THE DATA:
━━━━━━
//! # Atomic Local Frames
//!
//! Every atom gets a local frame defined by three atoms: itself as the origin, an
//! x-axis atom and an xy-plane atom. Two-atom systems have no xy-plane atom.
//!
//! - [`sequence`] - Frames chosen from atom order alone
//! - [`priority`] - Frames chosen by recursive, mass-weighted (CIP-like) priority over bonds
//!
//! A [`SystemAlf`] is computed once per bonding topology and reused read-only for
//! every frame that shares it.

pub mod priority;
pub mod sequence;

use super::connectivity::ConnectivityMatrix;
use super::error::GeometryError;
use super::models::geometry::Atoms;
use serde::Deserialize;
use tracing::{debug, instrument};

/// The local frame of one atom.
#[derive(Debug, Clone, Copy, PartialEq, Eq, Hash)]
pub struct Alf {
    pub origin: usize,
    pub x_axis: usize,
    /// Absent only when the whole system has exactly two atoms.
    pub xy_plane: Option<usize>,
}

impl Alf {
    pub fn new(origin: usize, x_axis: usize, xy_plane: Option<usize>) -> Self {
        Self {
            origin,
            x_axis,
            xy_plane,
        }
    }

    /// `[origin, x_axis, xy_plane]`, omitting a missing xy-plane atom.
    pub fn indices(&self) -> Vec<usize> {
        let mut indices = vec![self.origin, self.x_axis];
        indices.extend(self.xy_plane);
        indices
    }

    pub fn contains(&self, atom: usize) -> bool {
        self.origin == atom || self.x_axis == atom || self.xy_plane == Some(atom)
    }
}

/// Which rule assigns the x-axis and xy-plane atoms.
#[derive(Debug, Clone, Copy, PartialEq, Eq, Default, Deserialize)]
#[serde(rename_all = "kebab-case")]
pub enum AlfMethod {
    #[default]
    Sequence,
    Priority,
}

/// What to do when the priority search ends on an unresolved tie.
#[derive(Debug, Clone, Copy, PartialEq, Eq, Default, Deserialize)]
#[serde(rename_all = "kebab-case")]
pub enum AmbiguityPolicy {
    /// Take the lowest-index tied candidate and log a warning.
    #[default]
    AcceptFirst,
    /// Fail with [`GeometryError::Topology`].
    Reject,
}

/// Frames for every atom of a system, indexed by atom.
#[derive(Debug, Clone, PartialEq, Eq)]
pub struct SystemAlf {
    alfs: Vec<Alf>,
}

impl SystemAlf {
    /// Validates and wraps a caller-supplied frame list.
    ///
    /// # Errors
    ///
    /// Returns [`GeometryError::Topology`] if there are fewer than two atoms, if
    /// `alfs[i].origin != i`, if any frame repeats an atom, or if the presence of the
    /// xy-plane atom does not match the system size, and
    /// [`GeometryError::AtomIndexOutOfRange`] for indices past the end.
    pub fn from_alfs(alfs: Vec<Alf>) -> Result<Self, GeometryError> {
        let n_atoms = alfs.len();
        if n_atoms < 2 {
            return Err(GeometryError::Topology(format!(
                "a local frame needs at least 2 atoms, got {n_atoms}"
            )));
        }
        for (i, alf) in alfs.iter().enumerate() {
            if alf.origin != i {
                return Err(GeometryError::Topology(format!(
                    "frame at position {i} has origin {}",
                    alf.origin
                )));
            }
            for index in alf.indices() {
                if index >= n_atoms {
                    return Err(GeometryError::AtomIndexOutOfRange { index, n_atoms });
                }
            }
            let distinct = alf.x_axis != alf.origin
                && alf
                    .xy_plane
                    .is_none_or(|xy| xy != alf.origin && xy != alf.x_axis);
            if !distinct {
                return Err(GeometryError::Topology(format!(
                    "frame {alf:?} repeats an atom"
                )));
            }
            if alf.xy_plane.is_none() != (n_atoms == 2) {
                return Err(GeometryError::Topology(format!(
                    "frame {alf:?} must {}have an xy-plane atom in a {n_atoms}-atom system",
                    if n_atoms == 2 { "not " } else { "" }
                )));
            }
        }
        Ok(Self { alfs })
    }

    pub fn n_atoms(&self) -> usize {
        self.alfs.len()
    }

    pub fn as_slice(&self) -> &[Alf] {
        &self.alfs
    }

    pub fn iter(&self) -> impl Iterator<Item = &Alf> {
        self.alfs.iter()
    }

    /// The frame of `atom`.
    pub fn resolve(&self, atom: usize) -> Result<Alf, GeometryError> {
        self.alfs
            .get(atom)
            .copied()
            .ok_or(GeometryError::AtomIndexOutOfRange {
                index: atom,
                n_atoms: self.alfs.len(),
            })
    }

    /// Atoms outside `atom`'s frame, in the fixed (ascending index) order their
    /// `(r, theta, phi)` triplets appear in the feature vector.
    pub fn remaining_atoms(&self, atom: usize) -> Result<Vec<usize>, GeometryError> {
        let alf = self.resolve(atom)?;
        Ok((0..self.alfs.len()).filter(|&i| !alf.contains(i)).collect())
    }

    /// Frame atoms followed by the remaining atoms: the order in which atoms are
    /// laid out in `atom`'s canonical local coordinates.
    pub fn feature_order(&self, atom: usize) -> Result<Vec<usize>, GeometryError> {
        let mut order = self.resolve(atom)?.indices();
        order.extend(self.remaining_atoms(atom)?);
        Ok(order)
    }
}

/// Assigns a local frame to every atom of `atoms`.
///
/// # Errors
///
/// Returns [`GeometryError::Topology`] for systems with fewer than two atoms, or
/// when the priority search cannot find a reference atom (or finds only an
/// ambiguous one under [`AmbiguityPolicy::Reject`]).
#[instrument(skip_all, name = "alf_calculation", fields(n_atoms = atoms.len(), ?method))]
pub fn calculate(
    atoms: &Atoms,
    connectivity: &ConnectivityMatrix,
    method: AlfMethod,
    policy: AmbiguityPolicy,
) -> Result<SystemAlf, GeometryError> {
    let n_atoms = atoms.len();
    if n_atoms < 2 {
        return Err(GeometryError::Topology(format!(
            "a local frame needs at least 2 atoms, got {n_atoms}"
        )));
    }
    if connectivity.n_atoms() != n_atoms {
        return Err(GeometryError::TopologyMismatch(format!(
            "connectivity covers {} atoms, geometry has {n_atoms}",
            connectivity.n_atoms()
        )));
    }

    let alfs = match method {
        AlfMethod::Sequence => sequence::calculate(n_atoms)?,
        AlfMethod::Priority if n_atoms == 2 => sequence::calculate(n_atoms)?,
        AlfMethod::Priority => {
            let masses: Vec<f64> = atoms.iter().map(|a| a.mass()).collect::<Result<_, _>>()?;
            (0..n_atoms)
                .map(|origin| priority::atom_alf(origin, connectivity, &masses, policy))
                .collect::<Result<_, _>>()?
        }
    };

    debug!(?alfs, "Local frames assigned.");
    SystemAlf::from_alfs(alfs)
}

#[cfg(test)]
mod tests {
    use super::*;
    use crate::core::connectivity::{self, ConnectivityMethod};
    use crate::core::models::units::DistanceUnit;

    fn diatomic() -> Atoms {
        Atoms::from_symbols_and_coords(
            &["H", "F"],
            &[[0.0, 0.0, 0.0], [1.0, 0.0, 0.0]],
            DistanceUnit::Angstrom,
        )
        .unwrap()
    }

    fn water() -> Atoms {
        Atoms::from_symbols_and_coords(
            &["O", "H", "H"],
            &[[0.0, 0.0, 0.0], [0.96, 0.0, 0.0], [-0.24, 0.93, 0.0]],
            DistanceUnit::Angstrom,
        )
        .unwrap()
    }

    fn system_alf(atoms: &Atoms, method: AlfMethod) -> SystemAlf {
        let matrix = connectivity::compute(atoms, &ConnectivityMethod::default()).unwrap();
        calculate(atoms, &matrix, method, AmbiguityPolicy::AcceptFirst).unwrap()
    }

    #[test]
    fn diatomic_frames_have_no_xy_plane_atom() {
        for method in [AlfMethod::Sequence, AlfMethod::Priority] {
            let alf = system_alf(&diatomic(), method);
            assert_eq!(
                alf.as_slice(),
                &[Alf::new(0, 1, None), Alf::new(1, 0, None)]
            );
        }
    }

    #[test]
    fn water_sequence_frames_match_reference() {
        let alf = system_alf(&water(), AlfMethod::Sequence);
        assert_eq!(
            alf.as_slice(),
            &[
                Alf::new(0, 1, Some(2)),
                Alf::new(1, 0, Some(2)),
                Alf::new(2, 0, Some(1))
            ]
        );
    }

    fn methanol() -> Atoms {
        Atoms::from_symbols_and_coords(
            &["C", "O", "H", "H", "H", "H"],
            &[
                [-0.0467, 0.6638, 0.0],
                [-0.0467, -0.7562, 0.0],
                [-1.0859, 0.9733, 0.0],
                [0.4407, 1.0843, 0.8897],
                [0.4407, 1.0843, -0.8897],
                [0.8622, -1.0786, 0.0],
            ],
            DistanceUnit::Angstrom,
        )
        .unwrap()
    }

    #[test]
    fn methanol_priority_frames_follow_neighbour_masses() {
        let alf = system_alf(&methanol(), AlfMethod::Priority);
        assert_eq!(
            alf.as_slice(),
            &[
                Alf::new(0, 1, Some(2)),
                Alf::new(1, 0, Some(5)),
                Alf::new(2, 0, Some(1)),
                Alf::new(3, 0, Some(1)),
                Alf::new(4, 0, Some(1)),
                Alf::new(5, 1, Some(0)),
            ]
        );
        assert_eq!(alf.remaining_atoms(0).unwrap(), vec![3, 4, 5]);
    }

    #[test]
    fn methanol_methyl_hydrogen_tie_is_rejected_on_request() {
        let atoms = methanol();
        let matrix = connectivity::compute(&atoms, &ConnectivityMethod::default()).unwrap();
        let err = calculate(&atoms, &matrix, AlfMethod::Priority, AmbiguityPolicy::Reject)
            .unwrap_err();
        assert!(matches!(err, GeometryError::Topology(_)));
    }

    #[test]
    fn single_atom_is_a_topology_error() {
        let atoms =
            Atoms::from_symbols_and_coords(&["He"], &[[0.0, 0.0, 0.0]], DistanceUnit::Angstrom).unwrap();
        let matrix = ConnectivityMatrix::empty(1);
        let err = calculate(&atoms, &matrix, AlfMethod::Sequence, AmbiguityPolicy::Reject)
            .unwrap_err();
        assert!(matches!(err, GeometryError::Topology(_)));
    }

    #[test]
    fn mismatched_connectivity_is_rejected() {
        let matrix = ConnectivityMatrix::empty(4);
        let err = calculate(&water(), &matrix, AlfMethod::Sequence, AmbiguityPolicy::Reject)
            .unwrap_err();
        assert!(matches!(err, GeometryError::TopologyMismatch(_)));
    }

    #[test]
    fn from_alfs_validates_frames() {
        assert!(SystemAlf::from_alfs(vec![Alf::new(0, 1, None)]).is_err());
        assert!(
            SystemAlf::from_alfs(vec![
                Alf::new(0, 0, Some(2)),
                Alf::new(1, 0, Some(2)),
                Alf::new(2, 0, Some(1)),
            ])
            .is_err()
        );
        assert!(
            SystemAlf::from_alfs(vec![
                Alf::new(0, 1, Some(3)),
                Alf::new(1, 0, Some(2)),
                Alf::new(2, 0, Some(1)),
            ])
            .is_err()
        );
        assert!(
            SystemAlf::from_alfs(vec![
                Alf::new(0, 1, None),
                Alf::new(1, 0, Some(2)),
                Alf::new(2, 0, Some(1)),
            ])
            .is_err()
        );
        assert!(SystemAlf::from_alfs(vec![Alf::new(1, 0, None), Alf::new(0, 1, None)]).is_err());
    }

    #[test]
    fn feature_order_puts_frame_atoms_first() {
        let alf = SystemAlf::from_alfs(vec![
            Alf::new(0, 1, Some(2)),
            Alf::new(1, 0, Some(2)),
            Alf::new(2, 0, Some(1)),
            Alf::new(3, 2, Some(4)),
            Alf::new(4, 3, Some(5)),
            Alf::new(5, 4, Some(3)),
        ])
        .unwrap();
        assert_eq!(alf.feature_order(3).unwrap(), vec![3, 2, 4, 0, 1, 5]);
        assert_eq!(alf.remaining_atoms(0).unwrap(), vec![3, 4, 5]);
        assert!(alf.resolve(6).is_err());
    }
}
━━━━━━
ACTIVITY: Above are the records; copy exactly the lines from the line with "use super::models::geometry::Atoms;" through the line with "indexed by atom.", both included.

ANSWER TO THIS TASK:
use super::models::geometry::Atoms;
use serde::Deserialize;
use tracing::{debug, instrument};

/// The local frame of one atom.
#[derive(Debug, Clone, Copy, PartialEq, Eq, Hash)]
pub struct Alf {
    pub origin: usize,
    pub x_axis: usize,
    /// Absent only when the whole system has exactly two atoms.
    pub xy_plane: Option<usize>,
}

impl Alf {
    pub fn new(origin: usize, x_axis: usize, xy_plane: Option<usize>) -> Self {
        Self {
            origin,
            x_axis,
            xy_plane,
        }
    }

    /// `[origin, x_axis, xy_plane]`, omitting a missing xy-plane atom.
    pub fn indices(&self) -> Vec<usize> {
        let mut indices = vec![self.origin, self.x_axis];
        indices.extend(self.xy_plane);
        indices
    }

    pub fn contains(&self, atom: usize) -> bool {
        self.origin == atom || self.x_axis == atom || self.xy_plane == Some(atom)
    }
}

/// Which rule assigns the x-axis and xy-plane atoms.
#[derive(Debug, Clone, Copy, PartialEq, Eq, Default, Deserialize)]
#[serde(rename_all = "kebab-case")]
pub enum AlfMethod {
    #[default]
    Sequence,
    Priority,
}

/// What to do when the priority search ends on an unresolved tie.
#[derive(Debug, Clone, Copy, PartialEq, Eq, Default, Deserialize)]
#[serde(rename_all = "kebab-case")]
pub enum AmbiguityPolicy {
    /// Take the lowest-index tied candidate and log a warning.
    #[default]
    AcceptFirst,
    /// Fail with [`GeometryError::Topology`].
    Reject,
}

/// Frames for every atom of a system, indexed by atom.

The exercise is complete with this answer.